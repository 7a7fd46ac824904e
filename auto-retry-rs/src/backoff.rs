// auto-retry-rs/src/backoff.rs
// Backoff delay calculation.

use std::time::Duration;

use serde::{Deserialize, Serialize};

/// How the delay between attempts grows.
#[derive(Debug, Clone, Copy, Default, PartialEq, Eq, Serialize, Deserialize)]
#[serde(rename_all = "lowercase")]
pub enum BackoffStrategy {
    /// base, 2*base, 4*base, ...
    #[default]
    Exponential,
    /// base, 2*base, 3*base, ...
    Linear,
    /// base every time.
    Fixed,
}

impl BackoffStrategy {
    /// Delay to wait after the given failed attempt (1-based).
    pub fn delay(&self, base: Duration, attempt: u32) -> Duration {
        match self {
            BackoffStrategy::Exponential => {
                base.saturating_mul(2u32.saturating_pow(attempt.saturating_sub(1)))
            }
            BackoffStrategy::Linear => base.saturating_mul(attempt.max(1)),
            BackoffStrategy::Fixed => base,
        }
    }
}

#[cfg(test)]
mod tests {
    use super::*;

    const BASE: Duration = Duration::from_millis(1000);

    #[test]
    fn exponential_doubles_per_attempt() {
        let strategy = BackoffStrategy::Exponential;
        assert_eq!(strategy.delay(BASE, 1), Duration::from_millis(1000));
        assert_eq!(strategy.delay(BASE, 2), Duration::from_millis(2000));
        assert_eq!(strategy.delay(BASE, 3), Duration::from_millis(4000));
        assert_eq!(strategy.delay(BASE, 5), Duration::from_millis(16000));
    }

    #[test]
    fn linear_grows_by_base() {
        let strategy = BackoffStrategy::Linear;
        assert_eq!(strategy.delay(BASE, 1), Duration::from_millis(1000));
        assert_eq!(strategy.delay(BASE, 3), Duration::from_millis(3000));
    }

    #[test]
    fn fixed_is_constant() {
        let strategy = BackoffStrategy::Fixed;
        assert_eq!(strategy.delay(BASE, 1), BASE);
        assert_eq!(strategy.delay(BASE, 4), BASE);
    }

    #[test]
    fn strategy_serializes_lowercase() {
        assert_eq!(
            serde_json::to_string(&BackoffStrategy::Exponential).unwrap(),
            "\"exponential\""
        );
    }
}
// outcome-log-rs/src/record.rs
// Structured execution outcome records.

use std::collections::BTreeMap;

use chrono::{DateTime, Utc};
use serde::{Deserialize, Serialize};

/// Final disposition of one `execute` call.
#[derive(Debug, Clone, Copy, PartialEq, Eq, Hash, Serialize, Deserialize)]
#[serde(rename_all = "lowercase")]
pub enum OutcomeKind {
    Success,
    Failure,
}

/// Coarse error category derived during classification.
///
/// `Network`, `Http` and `Timeout` are considered transient and therefore
/// retryable; `Unknown` is not.
#[derive(Debug, Clone, Copy, PartialEq, Eq, PartialOrd, Ord, Hash, Serialize, Deserialize)]
#[serde(rename_all = "lowercase")]
pub enum ErrorCategory {
    Network,
    Http,
    Timeout,
    Unknown,
}

impl std::fmt::Display for ErrorCategory {
    fn fmt(&self, f: &mut std::fmt::Formatter<'_>) -> std::fmt::Result {
        match self {
            ErrorCategory::Network => write!(f, "network"),
            ErrorCategory::Http => write!(f, "http"),
            ErrorCategory::Timeout => write!(f, "timeout"),
            ErrorCategory::Unknown => write!(f, "unknown"),
        }
    }
}

/// Classifier output attached to failed attempts.
///
/// `retryable` and `category` are derived by the retry engine, never
/// supplied by the caller. `suggested_fix` is a static advisory string
/// keyed by the error code / status.
#[derive(Debug, Clone, PartialEq, Serialize, Deserialize)]
#[serde(rename_all = "camelCase")]
pub struct ErrorClassification {
    #[serde(rename = "type")]
    pub error_type: String,
    pub message: String,
    #[serde(default, skip_serializing_if = "Option::is_none")]
    pub status_code: Option<u16>,
    pub retryable: bool,
    pub category: ErrorCategory,
    pub suggested_fix: String,
}

/// One attempt inside an `execute` call. Attempt numbers are 1-based and
/// contiguous.
#[derive(Debug, Clone, PartialEq, Serialize, Deserialize)]
#[serde(rename_all = "camelCase")]
pub struct AttemptRecord {
    pub attempt: u32,
    pub success: bool,
    /// Wall-clock duration of this attempt in milliseconds.
    pub duration: u64,
    #[serde(default, skip_serializing_if = "Option::is_none")]
    pub error: Option<ErrorClassification>,
}

/// Free-form caller context. `source_id` groups related executions (a
/// specific recurring job); entries without one are treated as ad-hoc or
/// test runs by the analyzer.
#[derive(Debug, Clone, Default, PartialEq, Serialize, Deserialize)]
#[serde(rename_all = "camelCase")]
pub struct ExecutionContext {
    #[serde(default, skip_serializing_if = "Option::is_none")]
    pub source_id: Option<String>,
    #[serde(flatten)]
    pub extra: BTreeMap<String, serde_json::Value>,
}

impl ExecutionContext {
    /// Context tagged with a grouping source id.
    pub fn for_source(source_id: impl Into<String>) -> Self {
        Self {
            source_id: Some(source_id.into()),
            extra: BTreeMap::new(),
        }
    }

    /// Untagged context for ad-hoc or test executions.
    pub fn ad_hoc() -> Self {
        Self::default()
    }

    pub fn with_extra(mut self, key: impl Into<String>, value: serde_json::Value) -> Self {
        self.extra.insert(key.into(), value);
        self
    }
}

/// The recorded result of one `execute` call, success or failure, with
/// full attempt history.
///
/// Invariants maintained by the constructors:
/// - at least one attempt is present
/// - the last attempt's success flag matches `kind`
/// - `final_error` is present iff `kind` is `Failure`
#[derive(Debug, Clone, PartialEq, Serialize, Deserialize)]
#[serde(rename_all = "camelCase")]
pub struct ExecutionOutcome {
    pub timestamp: DateTime<Utc>,
    #[serde(rename = "type")]
    pub kind: OutcomeKind,
    #[serde(default)]
    pub context: ExecutionContext,
    pub attempts: Vec<AttemptRecord>,
    /// Wall-clock milliseconds from first attempt start to final resolution.
    pub total_duration: u64,
    #[serde(default, skip_serializing_if = "Option::is_none")]
    pub final_error: Option<ErrorClassification>,
    #[serde(default, skip_serializing_if = "Option::is_none")]
    pub reason: Option<String>,
}

impl ExecutionOutcome {
    pub fn success(
        context: ExecutionContext,
        attempts: Vec<AttemptRecord>,
        total_duration: u64,
    ) -> Self {
        Self {
            timestamp: Utc::now(),
            kind: OutcomeKind::Success,
            context,
            attempts,
            total_duration,
            final_error: None,
            reason: None,
        }
    }

    pub fn failure(
        context: ExecutionContext,
        attempts: Vec<AttemptRecord>,
        total_duration: u64,
        final_error: ErrorClassification,
        reason: Option<String>,
    ) -> Self {
        Self {
            timestamp: Utc::now(),
            kind: OutcomeKind::Failure,
            context,
            attempts,
            total_duration,
            final_error: Some(final_error),
            reason,
        }
    }

    pub fn source_id(&self) -> Option<&str> {
        self.context.source_id.as_deref()
    }

    /// True when more than one attempt was needed.
    pub fn was_retried(&self) -> bool {
        self.attempts.len() > 1
    }
}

● ● ●

The entries above hold a line with "2*base, 3*base, ..." and a later line with "use super::*;". Write out exactly those lines and all lines between, nothing more.

    /// base, 2*base, 3*base, ...
    Linear,
    /// base every time.
    Fixed,
}

impl BackoffStrategy {
    /// Delay to wait after the given failed attempt (1-based).
    pub fn delay(&self, base: Duration, attempt: u32) -> Duration {
        match self {
            BackoffStrategy::Exponential => {
                base.saturating_mul(2u32.saturating_pow(attempt.saturating_sub(1)))
            }
            BackoffStrategy::Linear => base.saturating_mul(attempt.max(1)),
            BackoffStrategy::Fixed => base,
        }
    }
}

#[cfg(test)]
mod tests {
    use super::*;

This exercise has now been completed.